= Activity =
Take each line of the records below that contains the string "Result" and copy it.

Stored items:
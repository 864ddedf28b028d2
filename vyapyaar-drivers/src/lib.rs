//! Driver layer for browser automation.
//!
//! This crate exposes a thin WebDriver wrapper used by the price extractor to
//! drive a Chrome session through chromedriver.
//!
//! - [`vyapyaar_browser::driver::VyapyaarDriver`]: WebDriver client wrapper and session lifetime
//! - [`vyapyaar_browser::page::VyapyaarPage`]: navigation, waits and element queries
//! - [`vyapyaar_browser::options`]: Chrome launch arguments and capabilities
//! - [`vyapyaar_browser::error::DriverError`]: failures classified as stale, timeout, etc.
pub mod vyapyaar_browser;

pub use vyapyaar_browser::error::DriverError;
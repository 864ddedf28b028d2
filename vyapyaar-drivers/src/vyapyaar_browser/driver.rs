use crate::vyapyaar_browser::{error::DriverError, options::chrome_capabilities, page::VyapyaarPage};
use fantoccini::{Client, ClientBuilder};
use tracing::debug;
use vyapyaar_config::BrowserConfig;

/// Thin wrapper around a `fantoccini` WebDriver client.
///
/// One driver is one browser session. It is created per lookup and must be
/// closed with [`VyapyaarDriver::close`]; nothing is pooled.
pub struct VyapyaarDriver {
    client: Client,
}

impl VyapyaarDriver {
    /// Start a new session on the WebDriver service at `config.webdriver_url`.
    pub async fn connect(config: &BrowserConfig) -> Result<Self, DriverError> {
        debug!(
            target: "browser.session",
            webdriver = %config.webdriver_url,
            headless = config.headless,
            "starting browser session"
        );
        let client = ClientBuilder::native()
            .capabilities(chrome_capabilities(config))
            .connect(&config.webdriver_url)
            .await?;
        Ok(Self { client })
    }

    /// Handle on the session's current document.
    pub fn page(&self) -> VyapyaarPage {
        VyapyaarPage::new(self.client.clone())
    }

    /// Close the underlying browser session.
    pub async fn close(self) -> Result<(), DriverError> {
        self.client.close().await?;
        debug!(target: "browser.session", "browser session closed");
        Ok(())
    }
}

= Response for this exercise =
    pub async fn connect(config: &BrowserConfig) -> Result<Self, DriverError> {
    pub async fn close(self) -> Result<(), DriverError> {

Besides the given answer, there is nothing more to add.